5.000 years ago, the daily life of Lagash was intimately linked to the neighboring city-states of Girsu and Nigin, two religious and political centers of Sumerian civilization which flourished during the period of the archaic dynasties, from 2.900 BC. C. to 2.334 B.C.
The "tavern" discovered dates back to 2.700 BC, confirms to AFP Holly Pittman, project director of the University of Pennsylvania for the archaeological mission at Lagash.
It evokes a "cooling device" consisting of a jar surrounded by "large stacked broken ceramic containers"... a kind of clay "refrigerator".
There are also cooking utensils, "about 150 bowls" visibly full of food as they contained "fish bones and animal bones", adds Ms Pittman.
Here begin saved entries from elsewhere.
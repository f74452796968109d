//! 对话消息
//!
//! 研究状态中的消息日志只追加不修改；工具调用与工具结果也作为消息记录，
//! 供工具循环与澄清阶段拼接上下文。

use serde::{Deserialize, Serialize};
use serde_json::Value;

/// 消息角色（与 LLM API 一致，Tool 为工具返回）
#[derive(Clone, Debug, PartialEq, Eq, Serialize, Deserialize)]
#[serde(rename_all = "lowercase")]
pub enum Role {
    User,
    Assistant,
    System,
    Tool,
}

/// 模型请求的一次工具调用
#[derive(Clone, Debug, PartialEq, Serialize, Deserialize)]
pub struct ToolCall {
    pub id: String,
    pub name: String,
    #[serde(default)]
    pub args: Value,
}

impl ToolCall {
    pub fn new(name: impl Into<String>, args: Value) -> Self {
        Self {
            id: format!("call_{}", uuid::Uuid::new_v4().simple()),
            name: name.into(),
            args,
        }
    }
}

/// 单条消息
#[derive(Clone, Debug, PartialEq, Serialize, Deserialize)]
pub struct Message {
    pub role: Role,
    pub content: String,
    /// 仅 Assistant 消息：本轮请求的工具调用
    #[serde(default, skip_serializing_if = "Vec::is_empty")]
    pub tool_calls: Vec<ToolCall>,
    /// 仅 Tool 消息：对应的调用 id
    #[serde(default, skip_serializing_if = "Option::is_none")]
    pub tool_call_id: Option<String>,
    /// 仅 Tool 消息：工具名
    #[serde(default, skip_serializing_if = "Option::is_none")]
    pub name: Option<String>,
}

impl Message {
    fn plain(role: Role, content: impl Into<String>) -> Self {
        Self {
            role,
            content: content.into(),
            tool_calls: Vec::new(),
            tool_call_id: None,
            name: None,
        }
    }

    pub fn user(content: impl Into<String>) -> Self {
        Self::plain(Role::User, content)
    }

    pub fn assistant(content: impl Into<String>) -> Self {
        Self::plain(Role::Assistant, content)
    }

    pub fn system(content: impl Into<String>) -> Self {
        Self::plain(Role::System, content)
    }

    pub fn assistant_with_tools(content: impl Into<String>, tool_calls: Vec<ToolCall>) -> Self {
        Self {
            tool_calls,
            ..Self::plain(Role::Assistant, content)
        }
    }

    /// 工具结果消息
    pub fn tool(call: &ToolCall, content: impl Into<String>) -> Self {
        Self {
            tool_call_id: Some(call.id.clone()),
            name: Some(call.name.clone()),
            ..Self::plain(Role::Tool, content)
        }
    }

    pub fn is_user(&self) -> bool {
        self.role == Role::User
    }
}

/// 将消息列表拼成纯文本（每行 `Role: content`），用于分析、规划等单轮 prompt
pub fn buffer_string(messages: &[Message]) -> String {
    messages
        .iter()
        .map(|m| {
            let prefix = match m.role {
                Role::User => "Human",
                Role::Assistant => "AI",
                Role::System => "System",
                Role::Tool => "Tool",
            };
            format!("{}: {}", prefix, m.content)
        })
        .collect::<Vec<_>>()
        .join("\n")
}

/// 所有 User 消息按换行拼接
pub fn joined_user_text(messages: &[Message]) -> String {
    messages
        .iter()
        .filter(|m| m.is_user())
        .map(|m| m.content.as_str())
        .collect::<Vec<_>>()
        .join("\n")
}

#[cfg(test)]
mod tests {
    use super::*;

    #[test]
    fn test_buffer_string_prefixes() {
        let msgs = vec![Message::user("hi"), Message::assistant("hello")];
        assert_eq!(buffer_string(&msgs), "Human: hi\nAI: hello");
    }

    #[test]
    fn test_joined_user_text_skips_assistant() {
        let msgs = vec![
            Message::user("best laptops"),
            Message::assistant("Which year?"),
            Message::user("2024"),
        ];
        assert_eq!(joined_user_text(&msgs), "best laptops\n2024");
    }

    #[test]
    fn test_tool_message_links_call() {
        let call = ToolCall::new("fetch_url", serde_json::json!({"url": "https://docs.rs"}));
        let msg = Message::tool(&call, "body");
        assert_eq!(msg.role, Role::Tool);
        assert_eq!(msg.tool_call_id.as_deref(), Some(call.id.as_str()));
        assert_eq!(msg.name.as_deref(), Some("fetch_url"));
    }
}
But also "tumblers that would have been used for beer", she says, recalling that it was "by far the most common drink for the Sumerians, perhaps even more than water".
This restaurant from ancient times, divided into a covered area and an open space, had benches to sit on and "an oven to cook food", she adds.
Iraq is the cradle of the civilizations of Sumer, Akkad, Babylon and Assyria, to which humanity owes writing and the first cities.
Ravaged by decades of conflict, the country suffered from the looting of its antiquities, after the American invasion of 2003, then with the arrival of jihadists from the Islamic State group.
But by returning to a semblance of normality in recent years and despite decaying infrastructure, the country has timidly opened up to world tourism and archaeological missions from the United States or Europe have resumed service, with new discoveries. regularly announced.
In Lagash, archaeologists are still trying to determine the interweaving of the city with its surroundings, in particular the relationship with Girsu, where a temple honored Ningirsu, Sumerian divinity of spring, stormy rains, but also of the plow and plowing.
"Lagash was an important city in southern Iraq," says Iraqi archaeologist Baker Azab Wali, who collaborated with his Western colleagues on the Lagash site.
"Its inhabitants depended on agriculture, livestock, fishing, but also on the exchange of goods," he adds.
Holly Pittman mentions several ceramic workshops with kilns that suggest that Lagash was "an important center for mass craft production".
"The first cities appeared in southern Mesopotamia," she recalls. "There is so much we don't know about this period of the emergence of cities."
Discovered in the fall of 2022, the tavern will bring "new knowledge", she says.
“We hope to be able to determine the characteristics of the neighborhoods, the type of occupation and the identifying markers of the people who lived in this big city and who were not part of the elite”, she adds.
"Most of the work done on the other sites focuses on kings and priests, and that's very important," she points out. "But ordinary people are also important."